BEGIN
//! Tracing/logging setup shared by the pipeline binaries.

/// Initialize process-wide logging from the environment (`RUST_LOG`, `LOG_FORMAT`).
///
/// This is safe to call multiple times; subsequent calls become no-ops.
pub fn init() {
    tracing::init();
}

/// Tracing configuration (filters, output format).
pub mod tracing;

pub use self::tracing::{LogFormat, init_with};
END
- AIM OF THE TASK: Would you copy the whole listing exactly?

- OUTPUT:
//! Tracing/logging setup shared by the pipeline binaries.

/// Initialize process-wide logging from the environment (`RUST_LOG`, `LOG_FORMAT`).
///
/// This is safe to call multiple times; subsequent calls become no-ops.
pub fn init() {
    tracing::init();
}

/// Tracing configuration (filters, output format).
pub mod tracing;

pub use self::tracing::{LogFormat, init_with};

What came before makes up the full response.